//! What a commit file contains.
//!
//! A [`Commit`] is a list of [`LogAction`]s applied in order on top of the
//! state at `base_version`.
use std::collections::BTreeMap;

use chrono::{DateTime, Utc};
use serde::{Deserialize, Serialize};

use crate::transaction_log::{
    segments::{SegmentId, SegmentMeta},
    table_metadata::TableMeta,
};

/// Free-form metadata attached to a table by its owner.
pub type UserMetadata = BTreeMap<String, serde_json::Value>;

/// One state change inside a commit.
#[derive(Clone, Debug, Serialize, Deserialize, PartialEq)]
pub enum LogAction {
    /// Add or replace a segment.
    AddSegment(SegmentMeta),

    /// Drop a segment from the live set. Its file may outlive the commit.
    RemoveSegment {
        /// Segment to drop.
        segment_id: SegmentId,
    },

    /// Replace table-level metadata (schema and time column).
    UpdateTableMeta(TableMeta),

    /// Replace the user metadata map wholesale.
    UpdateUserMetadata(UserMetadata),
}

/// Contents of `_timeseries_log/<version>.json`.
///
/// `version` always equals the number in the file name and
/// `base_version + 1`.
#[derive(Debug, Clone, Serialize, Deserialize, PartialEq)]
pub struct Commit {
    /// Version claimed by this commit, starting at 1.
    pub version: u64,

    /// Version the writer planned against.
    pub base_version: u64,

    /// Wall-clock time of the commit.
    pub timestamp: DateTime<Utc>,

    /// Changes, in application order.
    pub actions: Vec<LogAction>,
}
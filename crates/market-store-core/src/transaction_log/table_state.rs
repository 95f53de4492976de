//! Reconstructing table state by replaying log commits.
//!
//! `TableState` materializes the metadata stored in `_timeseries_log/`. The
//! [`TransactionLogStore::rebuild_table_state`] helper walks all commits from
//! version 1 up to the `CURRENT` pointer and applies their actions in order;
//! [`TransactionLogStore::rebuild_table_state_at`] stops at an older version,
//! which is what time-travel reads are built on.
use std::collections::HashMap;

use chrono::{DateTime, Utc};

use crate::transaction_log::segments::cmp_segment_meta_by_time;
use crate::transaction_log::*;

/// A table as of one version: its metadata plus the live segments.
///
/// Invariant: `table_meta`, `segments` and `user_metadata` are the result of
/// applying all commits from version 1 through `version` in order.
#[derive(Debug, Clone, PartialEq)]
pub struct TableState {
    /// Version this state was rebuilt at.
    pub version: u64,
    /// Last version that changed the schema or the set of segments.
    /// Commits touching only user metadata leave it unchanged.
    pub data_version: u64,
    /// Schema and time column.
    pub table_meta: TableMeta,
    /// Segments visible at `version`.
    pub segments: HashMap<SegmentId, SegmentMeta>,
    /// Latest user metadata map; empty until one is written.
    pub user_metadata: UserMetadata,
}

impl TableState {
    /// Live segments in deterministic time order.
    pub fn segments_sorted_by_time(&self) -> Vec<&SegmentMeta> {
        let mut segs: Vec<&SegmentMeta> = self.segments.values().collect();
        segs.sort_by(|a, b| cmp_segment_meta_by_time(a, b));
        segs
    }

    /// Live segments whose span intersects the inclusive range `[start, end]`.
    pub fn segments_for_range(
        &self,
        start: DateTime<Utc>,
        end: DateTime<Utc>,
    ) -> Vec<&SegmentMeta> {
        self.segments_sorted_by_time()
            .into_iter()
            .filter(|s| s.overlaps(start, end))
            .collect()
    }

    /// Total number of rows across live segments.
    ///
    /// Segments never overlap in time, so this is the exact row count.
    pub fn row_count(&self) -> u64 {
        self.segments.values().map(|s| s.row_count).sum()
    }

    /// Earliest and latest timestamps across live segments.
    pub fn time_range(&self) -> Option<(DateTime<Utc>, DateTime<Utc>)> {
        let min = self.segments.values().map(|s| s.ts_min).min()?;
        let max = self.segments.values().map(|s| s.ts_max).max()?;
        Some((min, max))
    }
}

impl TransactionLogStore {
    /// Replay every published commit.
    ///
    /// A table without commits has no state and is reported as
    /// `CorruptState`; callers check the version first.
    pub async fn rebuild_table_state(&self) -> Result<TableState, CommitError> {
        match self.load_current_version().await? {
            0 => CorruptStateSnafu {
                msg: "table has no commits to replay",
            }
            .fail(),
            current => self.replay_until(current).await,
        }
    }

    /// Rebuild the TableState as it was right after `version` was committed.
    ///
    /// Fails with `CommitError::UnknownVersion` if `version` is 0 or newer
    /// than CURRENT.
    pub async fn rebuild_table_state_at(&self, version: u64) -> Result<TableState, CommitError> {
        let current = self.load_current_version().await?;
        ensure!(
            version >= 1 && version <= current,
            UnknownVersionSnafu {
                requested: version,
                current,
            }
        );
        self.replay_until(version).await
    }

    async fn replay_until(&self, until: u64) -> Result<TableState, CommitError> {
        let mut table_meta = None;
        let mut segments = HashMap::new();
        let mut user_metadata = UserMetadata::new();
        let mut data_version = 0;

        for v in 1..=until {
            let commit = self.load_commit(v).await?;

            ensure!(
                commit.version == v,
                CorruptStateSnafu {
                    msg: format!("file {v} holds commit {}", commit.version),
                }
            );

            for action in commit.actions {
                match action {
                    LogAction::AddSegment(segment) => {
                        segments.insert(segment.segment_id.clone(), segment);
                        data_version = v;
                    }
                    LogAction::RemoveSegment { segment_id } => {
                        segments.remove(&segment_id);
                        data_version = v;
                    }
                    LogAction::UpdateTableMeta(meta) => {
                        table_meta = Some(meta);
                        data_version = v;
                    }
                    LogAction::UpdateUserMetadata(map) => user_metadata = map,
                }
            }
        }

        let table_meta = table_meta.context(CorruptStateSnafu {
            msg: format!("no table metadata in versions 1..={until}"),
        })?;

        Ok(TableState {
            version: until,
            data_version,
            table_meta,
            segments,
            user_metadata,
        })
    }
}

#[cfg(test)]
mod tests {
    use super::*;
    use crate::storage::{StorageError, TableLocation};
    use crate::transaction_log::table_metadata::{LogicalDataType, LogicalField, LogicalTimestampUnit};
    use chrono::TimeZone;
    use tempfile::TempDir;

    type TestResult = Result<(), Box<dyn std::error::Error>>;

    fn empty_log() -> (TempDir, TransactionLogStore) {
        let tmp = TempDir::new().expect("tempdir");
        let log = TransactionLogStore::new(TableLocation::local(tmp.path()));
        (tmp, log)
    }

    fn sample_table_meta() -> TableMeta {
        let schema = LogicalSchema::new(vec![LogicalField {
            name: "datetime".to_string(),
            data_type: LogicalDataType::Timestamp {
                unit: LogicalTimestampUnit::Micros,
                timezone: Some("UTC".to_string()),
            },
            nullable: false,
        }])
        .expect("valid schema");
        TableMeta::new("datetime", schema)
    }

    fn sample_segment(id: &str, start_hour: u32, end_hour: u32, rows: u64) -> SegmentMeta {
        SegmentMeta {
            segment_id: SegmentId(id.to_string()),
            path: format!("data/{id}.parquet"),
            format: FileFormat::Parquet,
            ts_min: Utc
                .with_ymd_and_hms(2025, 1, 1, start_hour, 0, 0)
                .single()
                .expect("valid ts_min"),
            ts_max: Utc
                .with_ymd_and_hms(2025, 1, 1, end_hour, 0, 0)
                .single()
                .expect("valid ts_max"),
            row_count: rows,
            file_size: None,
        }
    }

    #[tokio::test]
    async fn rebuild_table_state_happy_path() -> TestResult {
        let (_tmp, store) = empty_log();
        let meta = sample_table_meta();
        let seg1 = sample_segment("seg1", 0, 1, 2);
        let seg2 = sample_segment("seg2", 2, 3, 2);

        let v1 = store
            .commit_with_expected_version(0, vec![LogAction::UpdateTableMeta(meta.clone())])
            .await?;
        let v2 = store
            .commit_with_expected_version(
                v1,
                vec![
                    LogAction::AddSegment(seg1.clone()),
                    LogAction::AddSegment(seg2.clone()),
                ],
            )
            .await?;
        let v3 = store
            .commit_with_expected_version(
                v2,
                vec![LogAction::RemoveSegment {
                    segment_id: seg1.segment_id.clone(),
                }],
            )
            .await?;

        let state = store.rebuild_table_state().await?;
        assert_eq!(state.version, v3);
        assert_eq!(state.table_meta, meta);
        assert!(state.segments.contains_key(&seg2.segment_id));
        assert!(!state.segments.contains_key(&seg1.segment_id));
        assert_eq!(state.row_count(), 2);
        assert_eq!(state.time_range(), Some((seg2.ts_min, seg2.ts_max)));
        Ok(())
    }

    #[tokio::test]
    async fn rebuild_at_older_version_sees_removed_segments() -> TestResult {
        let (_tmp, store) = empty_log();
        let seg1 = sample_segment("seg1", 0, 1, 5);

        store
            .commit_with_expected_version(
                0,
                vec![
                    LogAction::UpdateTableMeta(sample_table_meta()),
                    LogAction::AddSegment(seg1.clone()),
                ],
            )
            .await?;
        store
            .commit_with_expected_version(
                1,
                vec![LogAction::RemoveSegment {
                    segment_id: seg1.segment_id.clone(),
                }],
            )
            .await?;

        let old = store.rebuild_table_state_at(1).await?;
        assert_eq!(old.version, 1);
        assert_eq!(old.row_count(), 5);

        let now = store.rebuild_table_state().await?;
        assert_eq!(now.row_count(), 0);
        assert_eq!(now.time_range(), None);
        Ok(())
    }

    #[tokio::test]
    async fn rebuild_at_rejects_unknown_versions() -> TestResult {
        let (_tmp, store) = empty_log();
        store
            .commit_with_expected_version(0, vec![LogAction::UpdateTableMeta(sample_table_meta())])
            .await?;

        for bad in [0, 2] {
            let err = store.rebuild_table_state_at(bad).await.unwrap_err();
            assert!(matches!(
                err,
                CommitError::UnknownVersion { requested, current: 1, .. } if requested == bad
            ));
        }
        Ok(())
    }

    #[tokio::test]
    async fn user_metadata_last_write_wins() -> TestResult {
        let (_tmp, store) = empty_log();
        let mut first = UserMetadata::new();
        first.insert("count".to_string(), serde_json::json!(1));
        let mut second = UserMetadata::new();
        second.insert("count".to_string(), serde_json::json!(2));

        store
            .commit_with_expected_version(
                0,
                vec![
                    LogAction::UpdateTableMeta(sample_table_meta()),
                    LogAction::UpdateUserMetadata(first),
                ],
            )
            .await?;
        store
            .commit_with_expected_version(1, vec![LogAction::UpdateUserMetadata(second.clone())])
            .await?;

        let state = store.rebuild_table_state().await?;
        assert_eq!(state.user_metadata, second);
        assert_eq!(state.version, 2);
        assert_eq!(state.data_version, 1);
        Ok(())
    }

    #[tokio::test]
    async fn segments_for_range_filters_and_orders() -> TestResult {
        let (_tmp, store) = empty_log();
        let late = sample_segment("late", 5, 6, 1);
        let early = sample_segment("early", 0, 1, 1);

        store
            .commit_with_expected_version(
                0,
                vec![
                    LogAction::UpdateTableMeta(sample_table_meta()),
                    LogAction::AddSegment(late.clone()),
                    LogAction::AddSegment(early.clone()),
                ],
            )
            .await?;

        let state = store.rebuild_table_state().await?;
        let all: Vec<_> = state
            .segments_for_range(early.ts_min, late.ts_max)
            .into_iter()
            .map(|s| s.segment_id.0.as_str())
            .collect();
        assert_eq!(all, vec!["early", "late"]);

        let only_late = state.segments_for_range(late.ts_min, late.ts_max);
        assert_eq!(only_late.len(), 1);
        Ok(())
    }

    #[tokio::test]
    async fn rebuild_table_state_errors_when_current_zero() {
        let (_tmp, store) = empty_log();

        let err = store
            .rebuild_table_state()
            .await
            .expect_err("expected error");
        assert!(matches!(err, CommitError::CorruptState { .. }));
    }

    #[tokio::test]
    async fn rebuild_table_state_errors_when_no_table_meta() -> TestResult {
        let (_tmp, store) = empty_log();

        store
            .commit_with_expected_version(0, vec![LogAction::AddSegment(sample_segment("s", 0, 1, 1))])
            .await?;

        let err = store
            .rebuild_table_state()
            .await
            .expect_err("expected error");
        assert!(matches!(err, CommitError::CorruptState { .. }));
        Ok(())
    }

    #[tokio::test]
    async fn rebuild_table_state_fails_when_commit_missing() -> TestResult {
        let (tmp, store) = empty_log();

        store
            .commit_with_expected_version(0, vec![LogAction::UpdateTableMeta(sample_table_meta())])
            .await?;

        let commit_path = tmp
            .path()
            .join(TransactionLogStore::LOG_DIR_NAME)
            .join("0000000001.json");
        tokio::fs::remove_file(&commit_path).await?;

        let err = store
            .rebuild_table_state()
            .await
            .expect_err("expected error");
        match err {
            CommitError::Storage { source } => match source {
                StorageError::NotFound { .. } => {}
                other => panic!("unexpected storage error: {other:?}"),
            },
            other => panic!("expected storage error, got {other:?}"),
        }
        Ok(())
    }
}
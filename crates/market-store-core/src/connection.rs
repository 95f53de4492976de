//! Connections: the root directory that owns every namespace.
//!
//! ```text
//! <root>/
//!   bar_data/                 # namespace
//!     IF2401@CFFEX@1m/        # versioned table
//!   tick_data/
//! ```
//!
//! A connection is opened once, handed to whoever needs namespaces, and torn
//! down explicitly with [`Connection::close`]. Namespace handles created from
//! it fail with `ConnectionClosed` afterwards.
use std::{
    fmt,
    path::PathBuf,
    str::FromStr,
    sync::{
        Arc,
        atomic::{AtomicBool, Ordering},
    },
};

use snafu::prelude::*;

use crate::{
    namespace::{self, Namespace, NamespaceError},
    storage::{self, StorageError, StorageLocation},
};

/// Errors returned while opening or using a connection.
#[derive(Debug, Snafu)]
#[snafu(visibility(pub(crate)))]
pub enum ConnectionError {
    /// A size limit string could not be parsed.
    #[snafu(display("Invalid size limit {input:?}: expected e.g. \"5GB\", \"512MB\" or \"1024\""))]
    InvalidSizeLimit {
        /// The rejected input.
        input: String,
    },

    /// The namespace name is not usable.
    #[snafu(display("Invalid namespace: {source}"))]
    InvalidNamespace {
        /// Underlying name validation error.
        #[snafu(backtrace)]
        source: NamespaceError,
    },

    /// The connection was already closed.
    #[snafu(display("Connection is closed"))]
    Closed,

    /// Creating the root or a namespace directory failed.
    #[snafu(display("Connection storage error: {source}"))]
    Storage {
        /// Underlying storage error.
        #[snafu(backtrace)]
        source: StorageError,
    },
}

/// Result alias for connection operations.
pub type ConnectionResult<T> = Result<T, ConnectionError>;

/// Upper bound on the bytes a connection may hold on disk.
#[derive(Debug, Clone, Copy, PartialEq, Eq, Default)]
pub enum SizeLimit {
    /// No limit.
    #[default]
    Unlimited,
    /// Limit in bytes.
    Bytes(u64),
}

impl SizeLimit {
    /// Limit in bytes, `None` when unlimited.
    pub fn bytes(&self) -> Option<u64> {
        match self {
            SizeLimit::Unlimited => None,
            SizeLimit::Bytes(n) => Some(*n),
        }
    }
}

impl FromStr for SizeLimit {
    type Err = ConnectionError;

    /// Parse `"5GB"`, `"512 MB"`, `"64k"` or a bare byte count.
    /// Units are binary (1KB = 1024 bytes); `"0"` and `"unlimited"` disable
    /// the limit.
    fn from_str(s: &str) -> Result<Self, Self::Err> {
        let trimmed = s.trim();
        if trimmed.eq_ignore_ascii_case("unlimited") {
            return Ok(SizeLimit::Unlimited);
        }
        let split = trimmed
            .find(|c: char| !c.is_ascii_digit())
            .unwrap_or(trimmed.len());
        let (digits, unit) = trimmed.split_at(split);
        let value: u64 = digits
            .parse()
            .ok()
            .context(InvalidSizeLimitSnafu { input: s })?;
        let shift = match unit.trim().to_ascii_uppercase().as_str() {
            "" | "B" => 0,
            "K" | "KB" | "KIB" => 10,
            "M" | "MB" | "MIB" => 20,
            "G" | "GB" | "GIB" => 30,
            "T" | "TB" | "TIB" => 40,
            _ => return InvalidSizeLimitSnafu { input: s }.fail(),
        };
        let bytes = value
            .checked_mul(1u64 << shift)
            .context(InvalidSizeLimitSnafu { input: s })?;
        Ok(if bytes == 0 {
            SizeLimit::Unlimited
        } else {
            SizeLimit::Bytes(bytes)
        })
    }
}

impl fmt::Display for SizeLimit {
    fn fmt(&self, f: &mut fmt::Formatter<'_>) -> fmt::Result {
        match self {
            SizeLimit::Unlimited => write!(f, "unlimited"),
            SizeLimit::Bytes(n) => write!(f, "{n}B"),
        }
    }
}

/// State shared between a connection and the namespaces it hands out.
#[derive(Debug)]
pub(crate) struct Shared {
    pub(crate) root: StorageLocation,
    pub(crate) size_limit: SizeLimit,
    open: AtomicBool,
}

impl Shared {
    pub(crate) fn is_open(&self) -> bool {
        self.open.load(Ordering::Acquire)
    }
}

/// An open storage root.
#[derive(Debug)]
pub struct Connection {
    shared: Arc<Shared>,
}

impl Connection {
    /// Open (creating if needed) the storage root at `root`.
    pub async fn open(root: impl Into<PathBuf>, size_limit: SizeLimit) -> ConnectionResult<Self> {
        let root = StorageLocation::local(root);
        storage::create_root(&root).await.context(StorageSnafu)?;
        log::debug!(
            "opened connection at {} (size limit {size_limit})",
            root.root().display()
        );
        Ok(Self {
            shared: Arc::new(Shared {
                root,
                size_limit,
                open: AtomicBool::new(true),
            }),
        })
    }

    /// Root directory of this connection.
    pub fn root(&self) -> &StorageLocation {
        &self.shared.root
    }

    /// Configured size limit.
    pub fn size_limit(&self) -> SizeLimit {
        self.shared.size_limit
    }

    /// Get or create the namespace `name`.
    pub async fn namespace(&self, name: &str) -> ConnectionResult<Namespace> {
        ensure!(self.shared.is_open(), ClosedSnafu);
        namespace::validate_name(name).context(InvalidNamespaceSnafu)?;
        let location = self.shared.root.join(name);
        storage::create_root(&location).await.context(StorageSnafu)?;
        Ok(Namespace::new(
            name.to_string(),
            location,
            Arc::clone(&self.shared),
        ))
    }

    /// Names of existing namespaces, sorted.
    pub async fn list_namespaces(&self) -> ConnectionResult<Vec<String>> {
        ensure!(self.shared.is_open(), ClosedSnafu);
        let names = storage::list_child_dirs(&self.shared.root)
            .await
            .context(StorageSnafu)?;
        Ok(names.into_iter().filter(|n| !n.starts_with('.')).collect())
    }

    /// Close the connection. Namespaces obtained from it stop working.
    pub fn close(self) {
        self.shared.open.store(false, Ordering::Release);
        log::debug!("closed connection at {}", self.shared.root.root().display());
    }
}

- **Action item**: Now copy each line of the entries that mentions "Underlying".

- **Response to this task**:
        /// Underlying name validation error.
        /// Underlying storage error.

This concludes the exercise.